# Adding and Subtracting Algebraic Vectors

Adding vectors results in a new Resultant Vector. Geometric and algebraic vectors can be added using different techniques.

Algebraic vectors can be added by adding the respective components along each axis:

$$\vec{a} = \left<3,4\right>, \; \vec{b} = \left<-4,10\right>$$

$$\vec{a} + \vec{b} = \left<3 + -4, 4 + 10\right> = \left<-1, 14\right>$$

 Commutative Law of Addition $$\vec{u} + \vec{v} = \vec{v} + \vec{u}$$ Associative Law of Addition $$(\vec{m} + \vec{n}) + \vec{o} = \vec{m} + (\vec{n} + \vec{o})$$

If $$\vec{d} = \left<3,6\right>$$ and $$\vec{e} = \left<-4,-5\right>$$ find $$2 \vec{d} + 3 \vec{e}$$.
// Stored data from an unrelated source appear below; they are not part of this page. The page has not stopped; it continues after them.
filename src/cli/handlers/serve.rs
//! `serve` subcommand.

use crate::config::{Settings, StorageBackend};
use crate::error::{AppError, AppResult};
use crate::server::Server;

pub struct ServeCommandHandler {
    config: Settings,
}

impl ServeCommandHandler {
    pub fn new(config: Settings) -> Self {
        Self { config }
    }

    /// Runs the server until shutdown, or only checks the configuration
    /// when `dry_run` is set.
    pub async fn execute(&self, dry_run: bool) -> AppResult<()> {
        if dry_run {
            return self.validate_only();
        }

        Server::new(self.config.clone())
            .run()
            .await
            .map_err(|source| AppError::Internal { source })
    }

    pub fn validate_only(&self) -> AppResult<()> {
        self.config.validate()?;

        println!("✓ Configuration is valid");
        println!("✓ Server would bind to: {}", self.config.server.address());
        println!("✓ Storage backend: {}", self.config.storage.backend);
        if self.config.storage.backend == StorageBackend::Postgres {
            println!(
                "✓ Database pool: {}..{} connections",
                self.config.database.min_connections, self.config.database.max_connections
            );
        }
        println!("Dry run completed successfully");
        Ok(())
    }

    pub fn config(&self) -> &Settings {
        &self.config
    }
}

#[cfg(test)]
mod tests {
    use super::*;

    fn memory_config() -> Settings {
        let mut config = Settings::default();
        config.storage.backend = StorageBackend::Memory;
        config
    }

    #[tokio::test]
    async fn test_dry_run_accepts_valid_config() {
        let handler = ServeCommandHandler::new(memory_config());
        assert!(handler.execute(true).await.is_ok());
    }

    #[tokio::test]
    async fn test_dry_run_rejects_invalid_config() {
        let mut config = memory_config();
        config.server.port = 0;
        let handler = ServeCommandHandler::new(config);

        let err = handler.execute(true).await.unwrap_err();
        assert!(matches!(err, AppError::Configuration { ref key, .. } if key == "server.port"));
    }
}
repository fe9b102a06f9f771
//! Error types for the logger

use thiserror::Error;

#[derive(Debug, Error)]
pub enum LoggerError {
    #[error("IO error: {0}")]
    Io(#[from] std::io::Error),

    #[error("Configuration error: {message}")]
    Config { message: String },

    #[error("Format error: {message}")]
    Format { message: String },

    /// A global subscriber was already installed
    #[error("Failed to install subscriber: {message}")]
    Init { message: String },
}

impl LoggerError {
    pub fn config(message: impl Into<String>) -> Self {
        Self::Config {
            message: message.into(),
        }
    }

    pub fn format(message: impl Into<String>) -> Self {
        Self::Format {
            message: message.into(),
        }
    }

    pub fn init(message: impl Into<String>) -> Self {
        Self::Init {
            message: message.into(),
        }
    }
}
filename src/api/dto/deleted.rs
//! Response for bulk deletes.

use serde::{Deserialize, Serialize};
use utoipa::ToSchema;

#[derive(Debug, Serialize, Deserialize, ToSchema)]
#[schema(example = json!({"message": "Deleted 3 posts"}))]
pub struct DeletedResponse {
    pub message: String,
}

impl DeletedResponse {
    /// `plural` is the resource name, e.g. "users".
    pub fn new(count: usize, plural: &str) -> Self {
        Self {
            message: format!("Deleted {} {}", count, plural),
        }
    }
}
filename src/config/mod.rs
//! Configuration management module for blog-api
//!
//! # Configuration Priority (lowest to highest)
//! 1. `default.toml` - Base default configuration
//! 2. `{environment}.toml` - Environment-specific configuration
//! 3. `local.toml` - Local overrides (not committed to version control)
//! 4. `BLOG_*` environment variables
//! 5. Command-line flags

pub mod environment;
pub mod error;
pub mod loader;
pub mod settings;
pub mod validation;

pub use environment::Environment;
pub use error::ConfigError;
pub use loader::ConfigLoader;
pub use settings::{
    ApplicationConfig, DatabaseConfig, LoggerSettings, ServerConfig, Settings, StorageBackend,
    StorageConfig,
};
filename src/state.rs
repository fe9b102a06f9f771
//! Application state for Axum web framework.

use crate::db::AsyncDbPool;
use crate::repositories::Repositories;
use crate::services::Services;

/// Application state shared by all handlers.
///
/// Cloning is cheap since both Services and AsyncDbPool use Arc internally.
#[derive(Clone)]
pub struct AppState {
    pub services: Services,
    /// Present only for the Postgres backend; used by health checks.
    pub db_pool: Option<AsyncDbPool>,
}

impl AppState {
    /// State backed by Postgres repositories sharing `pool`.
    ///
    /// # Example
    /// ```ignore
    /// let pool = establish_async_connection_pool(&settings.database).await?;
    /// let state = AppState::new(pool);
    /// ```
    pub fn new(pool: AsyncDbPool) -> Self {
        Self {
            services: Services::new(Repositories::postgres(pool.clone())),
            db_pool: Some(pool),
        }
    }

    /// State backed by a fresh in-memory store.
    pub fn in_memory() -> Self {
        Self {
            services: Services::new(Repositories::in_memory()),
            db_pool: None,
        }
    }
}
//! Category DTOs.

use serde::{Deserialize, Serialize};
use utoipa::ToSchema;

use crate::api::dto::PostResponse;
use crate::models::{Category, NewCategory, Post};

#[derive(Debug, Deserialize, ToSchema)]
pub struct CreateCategoryRequest {
    #[schema(example = "Rust")]
    pub name: String,
}

impl CreateCategoryRequest {
    pub fn into_new_category(self) -> NewCategory {
        NewCategory { name: self.name }
    }
}

#[derive(Debug, Serialize, Deserialize, ToSchema, PartialEq)]
pub struct CategoryResponse {
    pub id: i32,
    pub name: String,
}

impl From<Category> for CategoryResponse {
    fn from(category: Category) -> Self {
        Self {
            id: category.id,
            name: category.name,
        }
    }
}

#[derive(Debug, Serialize, Deserialize, ToSchema)]
pub struct CategoryWithPostsResponse {
    #[serde(flatten)]
    pub category: CategoryResponse,
    pub posts: Vec<PostResponse>,
}

impl From<(Category, Vec<Post>)> for CategoryWithPostsResponse {
    fn from((category, posts): (Category, Vec<Post>)) -> Self {
        Self {
            category: CategoryResponse::from(category),
            posts: posts.into_iter().map(PostResponse::from).collect(),
        }
    }
}
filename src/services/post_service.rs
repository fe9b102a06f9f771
//! Post service for business logic operations.

use std::sync::Arc;

use crate::error::AppResult;
use crate::models::{Category, NewPost, Post, UpdatePost, User};
use crate::repositories::PostStore;

/// Client message for a post that points at a missing user or category.
pub const INVALID_POST_REFERENCE: &str =
    "Invalid authorId or categoryId. Make sure the user and category exist first.";

#[derive(Clone)]
pub struct PostService {
    repo: Arc<dyn PostStore>,
}

impl PostService {
    pub fn new(repo: Arc<dyn PostStore>) -> Self {
        Self { repo }
    }

    /// Creates a post.
    ///
    /// # Errors
    /// `AppError::InvalidReference` when the author or category does not
    /// exist; any other storage failure is passed through.
    pub async fn create_post(&self, new_post: NewPost) -> AppResult<Post> {
        self.repo
            .create(new_post)
            .await
            .map_err(|e| e.with_reference_message(INVALID_POST_REFERENCE))
    }

    pub async fn list_posts(&self) -> AppResult<Vec<(Post, User, Option<Category>)>> {
        self.repo.list_with_relations().await
    }

    /// Applies a partial update. Fields left as `None` keep their value.
    pub async fn update_post(&self, id: i32, changes: UpdatePost) -> AppResult<Post> {
        self.repo.update(id, changes).await
    }

    pub async fn delete_post(&self, id: i32) -> AppResult<Post> {
        let post = self.repo.delete(id).await?;
        tracing::info!(post_id = post.id, "Deleted post");
        Ok(post)
    }

    pub async fn delete_all_posts(&self) -> AppResult<usize> {
        let deleted = self.repo.delete_all().await?;
        tracing::info!(deleted, "Deleted all posts");
        Ok(deleted)
    }
}
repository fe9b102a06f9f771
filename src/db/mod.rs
//! Database connection pool and schema migrations.
//!
//! Provides async PostgreSQL connection pooling using diesel_async with bb8.

mod migrations;
mod pool;

pub use migrations::{MIGRATIONS, pending_migrations, revert_migrations, run_pending_migrations};
pub use pool::{AsyncDbPool, establish_async_connection_pool};
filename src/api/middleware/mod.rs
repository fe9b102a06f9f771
//! Middleware components for request processing.

mod error_handler;
mod logging;
mod request_id;

pub use error_handler::{error_to_code, error_to_status_code};
pub use logging::logging_middleware;
pub use request_id::{REQUEST_ID_HEADER, RequestId, request_id_middleware};
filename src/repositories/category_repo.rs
//! Category repository for async database operations.

use async_trait::async_trait;
use diesel::prelude::*;
use diesel_async::RunQueryDsl;

use crate::db::AsyncDbPool;
use crate::error::{AppResult, DatabaseErrorConverter};
use crate::models::{Category, NewCategory, Post};
use crate::repositories::CategoryStore;
use crate::schema::{categories, posts};

#[derive(Clone)]
pub struct CategoryRepository {
    pool: AsyncDbPool,
}

impl CategoryRepository {
    pub fn new(pool: AsyncDbPool) -> Self {
        Self { pool }
    }
}

#[async_trait]
impl CategoryStore for CategoryRepository {
    async fn create(&self, new_category: NewCategory) -> AppResult<Category> {
        let mut conn = self.pool.get().await?;

        diesel::insert_into(categories::table)
            .values(&new_category)
            .returning(Category::as_returning())
            .get_result(&mut conn)
            .await
            .map_err(|e| DatabaseErrorConverter::convert_diesel_error(e, "insert category"))
    }

    async fn list_with_posts(&self) -> AppResult<Vec<(Category, Vec<Post>)>> {
        let mut conn = self.pool.get().await?;

        let all_categories = categories::table
            .select(Category::as_select())
            .order(categories::id.asc())
            .load(&mut conn)
            .await?;

        let all_posts = Post::belonging_to(&all_categories)
            .select(Post::as_select())
            .order(posts::id.asc())
            .load(&mut conn)
            .await?;

        Ok(all_posts
            .grouped_by(&all_categories)
            .into_iter()
            .zip(all_categories)
            .map(|(category_posts, category)| (category, category_posts))
            .collect())
    }

    async fn delete_all(&self) -> AppResult<usize> {
        let mut conn = self.pool.get().await?;

        // posts.category_id is ON DELETE SET NULL
        diesel::delete(categories::table)
            .execute(&mut conn)
            .await
            .map_err(|e| DatabaseErrorConverter::convert_diesel_error(e, "delete categories"))
    }
}
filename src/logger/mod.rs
//! Logger Module
//!
//! Builds the global `tracing-subscriber` registry from [`LoggerConfig`]:
//! a console layer with optional colors and a file layer in full, compact
//! or JSON format.

pub mod config;
pub mod error;
pub(crate) mod writer;

pub use config::*;
pub use error::LoggerError;

use std::io::IsTerminal;

use tracing_subscriber::{
    EnvFilter, Layer, Registry, fmt, layer::SubscriberExt, util::SubscriberInitExt,
};
use writer::LogFileWriter;

type BoxedLayer = Box<dyn Layer<Registry> + Send + Sync>;

/// Install the global subscriber.
///
/// `RUST_LOG` style directives in `config.level` are honored, so
/// `info,blog_api=debug` works as well as a bare level.
pub fn init_logger(config: LoggerConfig) -> Result<(), LoggerError> {
    config.validate()?;

    let filter = EnvFilter::try_new(&config.level).unwrap_or_else(|_| EnvFilter::new("info"));

    // The file layer goes first so console ANSI settings do not leak into
    // span fields written to the file.
    // See: https://github.com/tokio-rs/tracing/issues/1817
    let mut layers: Vec<BoxedLayer> = Vec::new();
    if config.file.enabled {
        layers.push(file_layer(&config.file)?);
    }
    if config.console.enabled {
        layers.push(console_layer(&config.console));
    }

    tracing_subscriber::registry()
        .with(layers)
        .with(filter)
        .try_init()
        .map_err(|e| LoggerError::init(e.to_string()))
}

fn console_layer(config: &ConsoleConfig) -> BoxedLayer {
    let use_ansi = config.colored && std::io::stdout().is_terminal();

    fmt::layer()
        .with_ansi(use_ansi)
        .with_target(true)
        .with_level(true)
        .boxed()
}

fn file_layer(config: &FileConfig) -> Result<BoxedLayer, LoggerError> {
    let writer = LogFileWriter::new(config)?;

    let layer = match config.format {
        LogFormat::Full => fmt::layer()
            .with_ansi(false)
            .with_target(true)
            .with_writer(writer)
            .boxed(),
        LogFormat::Compact => fmt::layer()
            .with_ansi(false)
            .with_target(true)
            .compact()
            .with_writer(writer)
            .boxed(),
        LogFormat::Json => fmt::layer()
            .with_ansi(false)
            .json()
            .with_writer(writer)
            .boxed(),
    };

    Ok(layer)
}
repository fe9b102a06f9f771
//! One handler per subcommand.

pub mod migrate;
pub mod serve;

pub use migrate::MigrateCommandHandler;
pub use serve::ServeCommandHandler;
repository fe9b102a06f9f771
//! HTTP API layer: handlers, middleware, DTOs and the OpenAPI document.

mod doc;
pub mod dto;
pub mod handlers;
pub mod middleware;
pub mod routes;

pub use routes::create_router;
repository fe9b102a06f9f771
//! HTTP request handlers, one module per resource.

pub mod categories;
pub mod comments;
pub mod health;
pub mod posts;
pub mod users;
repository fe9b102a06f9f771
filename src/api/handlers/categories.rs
//! Category request handlers.

use axum::{
    Json,
    extract::{State, rejection::JsonRejection},
};
use utoipa_axum::router::OpenApiRouter;
use utoipa_axum::routes;

use crate::api::doc::CATEGORY_TAG;
use crate::api::dto::{
    CategoryResponse, CategoryWithPostsResponse, CreateCategoryRequest, DeletedResponse,
    ErrorResponse,
};
use crate::error::AppResult;
use crate::state::AppState;

pub fn category_routes() -> OpenApiRouter<AppState> {
    OpenApiRouter::new().routes(routes!(
        list_categories,
        create_category,
        delete_all_categories
    ))
}

#[utoipa::path(
    get,
    path = "/categories",
    tag = CATEGORY_TAG,
    responses(
        (status = 200, description = "All categories with their posts", body = Vec<CategoryWithPostsResponse>),
        (status = 500, description = "Storage failure", body = ErrorResponse)
    )
)]
async fn list_categories(
    State(state): State<AppState>,
) -> AppResult<Json<Vec<CategoryWithPostsResponse>>> {
    let categories = state.services.categories.list_categories().await?;
    Ok(Json(
        categories
            .into_iter()
            .map(CategoryWithPostsResponse::from)
            .collect(),
    ))
}

#[utoipa::path(
    post,
    path = "/categories",
    tag = CATEGORY_TAG,
    request_body = CreateCategoryRequest,
    responses(
        (status = 200, description = "Category created", body = CategoryResponse),
        (status = 500, description = "Storage failure", body = ErrorResponse)
    )
)]
async fn create_category(
    State(state): State<AppState>,
    payload: Result<Json<CreateCategoryRequest>, JsonRejection>,
) -> AppResult<Json<CategoryResponse>> {
    let Json(payload) = payload?;
    let category = state
        .services
        .categories
        .create_category(payload.into_new_category())
        .await?;
    Ok(Json(CategoryResponse::from(category)))
}

/// Posts in deleted categories are kept with `categoryId` set to null.
#[utoipa::path(
    delete,
    path = "/categories",
    tag = CATEGORY_TAG,
    responses(
        (status = 200, description = "Categories deleted", body = DeletedResponse),
        (status = 500, description = "Storage failure", body = ErrorResponse)
    )
)]
async fn delete_all_categories(
    State(state): State<AppState>,
) -> AppResult<Json<DeletedResponse>> {
    let deleted = state.services.categories.delete_all_categories().await?;
    Ok(Json(DeletedResponse::new(deleted, "categories")))
}
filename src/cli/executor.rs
//! Dispatches a parsed command line to its handler.

use super::handlers::{MigrateCommandHandler, ServeCommandHandler};
use super::parser::{Cli, Commands};
use crate::config::Settings;
use crate::config::error::ConfigError;
use crate::error::AppResult;

/// Runs the selected subcommand; no subcommand means `serve`.
pub async fn execute_command(cli: &Cli, settings: Settings) -> AppResult<()> {
    cli.validate()
        .map_err(|msg| ConfigError::validation("cli_arguments".to_string(), msg))?;

    match &cli.command {
        Some(Commands::Serve { dry_run, .. }) => {
            ServeCommandHandler::new(settings).execute(*dry_run).await
        }
        None => ServeCommandHandler::new(settings).execute(false).await,
        Some(Commands::Migrate { dry_run, rollback }) => {
            if let Some(steps) = rollback {
                tracing::warn!(steps, "Reverting migrations");
            }
            MigrateCommandHandler::new(settings)
                .execute(*dry_run, *rollback)
                .await
        }
    }
}

#[cfg(test)]
mod tests {
    use super::*;
    use crate::config::StorageBackend;
    use crate::error::AppError;
    use clap::Parser;

    fn memory_config() -> Settings {
        let mut config = Settings::default();
        config.storage.backend = StorageBackend::Memory;
        config
    }

    #[tokio::test]
    async fn test_execute_serve_dry_run() {
        let cli = Cli::try_parse_from(["blog-api", "serve", "--dry-run"]).unwrap();
        assert!(execute_command(&cli, memory_config()).await.is_ok());
    }

    #[tokio::test]
    async fn test_execute_rejects_conflicting_migrate_flags() {
        let cli = Cli {
            command: Some(Commands::Migrate {
                dry_run: true,
                rollback: Some(5),
            }),
            config: None,
            env: None,
            verbose: false,
            quiet: false,
        };

        let err = execute_command(&cli, memory_config()).await.unwrap_err();
        assert!(matches!(err, AppError::Configuration { ref key, .. } if key == "cli_arguments"));
    }
}
//! Post-related DTOs for API requests and responses.

use serde::{Deserialize, Serialize};
use utoipa::ToSchema;

use crate::api::dto::{CategoryResponse, UserResponse};
use crate::models::{Category, NewPost, Post, UpdatePost, User};

// ============================================================================
// Request DTOs
// ============================================================================

#[derive(Debug, Deserialize, ToSchema)]
#[serde(rename_all = "camelCase")]
pub struct CreatePostRequest {
    #[schema(example = "Hello world")]
    pub title: String,
    pub content: Option<String>,
    #[schema(example = 1)]
    pub author_id: i32,
    pub category_id: Option<i32>,
}

impl CreatePostRequest {
    pub fn into_new_post(self) -> NewPost {
        NewPost {
            title: self.title,
            content: self.content,
            author_id: self.author_id,
            category_id: self.category_id,
        }
    }
}

/// Partial update; omitted fields keep their stored value.
#[derive(Debug, Deserialize, ToSchema, Default)]
pub struct UpdatePostRequest {
    pub title: Option<String>,
    pub content: Option<String>,
    #[schema(example = true)]
    pub published: Option<bool>,
}

impl UpdatePostRequest {
    pub fn into_update_post(self) -> UpdatePost {
        UpdatePost {
            title: self.title,
            content: self.content,
            published: self.published,
        }
    }
}

// ============================================================================
// Response DTOs
// ============================================================================

#[derive(Debug, Serialize, Deserialize, ToSchema, PartialEq)]
#[serde(rename_all = "camelCase")]
pub struct PostResponse {
    pub id: i32,
    pub title: String,
    pub content: Option<String>,
    pub published: bool,
    pub author_id: i32,
    pub category_id: Option<i32>,
}

impl From<Post> for PostResponse {
    fn from(post: Post) -> Self {
        Self {
            id: post.id,
            title: post.title,
            content: post.content,
            published: post.published,
            author_id: post.author_id,
            category_id: post.category_id,
        }
    }
}

/// A post with its author and category embedded.
#[derive(Debug, Serialize, Deserialize, ToSchema)]
pub struct PostWithRelationsResponse {
    #[serde(flatten)]
    pub post: PostResponse,
    pub author: UserResponse,
    pub category: Option<CategoryResponse>,
}

impl From<(Post, User, Option<Category>)> for PostWithRelationsResponse {
    fn from((post, author, category): (Post, User, Option<Category>)) -> Self {
        Self {
            post: PostResponse::from(post),
            author: UserResponse::from(author),
            category: category.map(CategoryResponse::from),
        }
    }
}

#[cfg(test)]
mod tests {
    use super::*;

    #[test]
    fn test_post_response_uses_camel_case() {
        let response = PostResponse {
            id: 1,
            title: "t".to_string(),
            content: None,
            published: false,
            author_id: 2,
            category_id: None,
        };
        let json = serde_json::to_value(&response).unwrap();
        assert_eq!(json["authorId"], 2);
        assert!(json["categoryId"].is_null());
    }

    #[test]
    fn test_create_post_request_reads_camel_case() {
        let request: CreatePostRequest = serde_json::from_str(
            r#"{"title":"t","content":"c","authorId":3,"categoryId":4}"#,
        )
        .unwrap();
        assert_eq!(request.author_id, 3);
        assert_eq!(request.category_id, Some(4));
    }

    #[test]
    fn test_update_request_with_only_published() {
        let request: UpdatePostRequest = serde_json::from_str(r#"{"published":true}"#).unwrap();
        let update = request.into_update_post();
        assert_eq!(update.published, Some(true));
        assert!(update.title.is_none());
        assert!(update.content.is_none());
    }
}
## Subtracting Algebraic Vectors

Like adding Algebraic vectors, subtract the respective components along each axis:

$$\vec{a} = \left<3,4\right>, \; \vec{b} = \left<-4,10\right>$$

$$\vec{a} - \vec{b} = \left<3 - (-4), 4 - 10\right> = \left<7, -6\right>$$

You can think of subtracting vectors as adding the Opposite vector:

$$\vec{a} - \vec{b} = \vec{a} + (-\vec{b})$$

$$= \left<3,4\right> + (-\left<-4,10\right>)$$

$$= \left<3,4\right> + \left<4,-10\right>$$

$$= \left<3+4,4-10\right>$$

$$= \left<7,-6\right>$$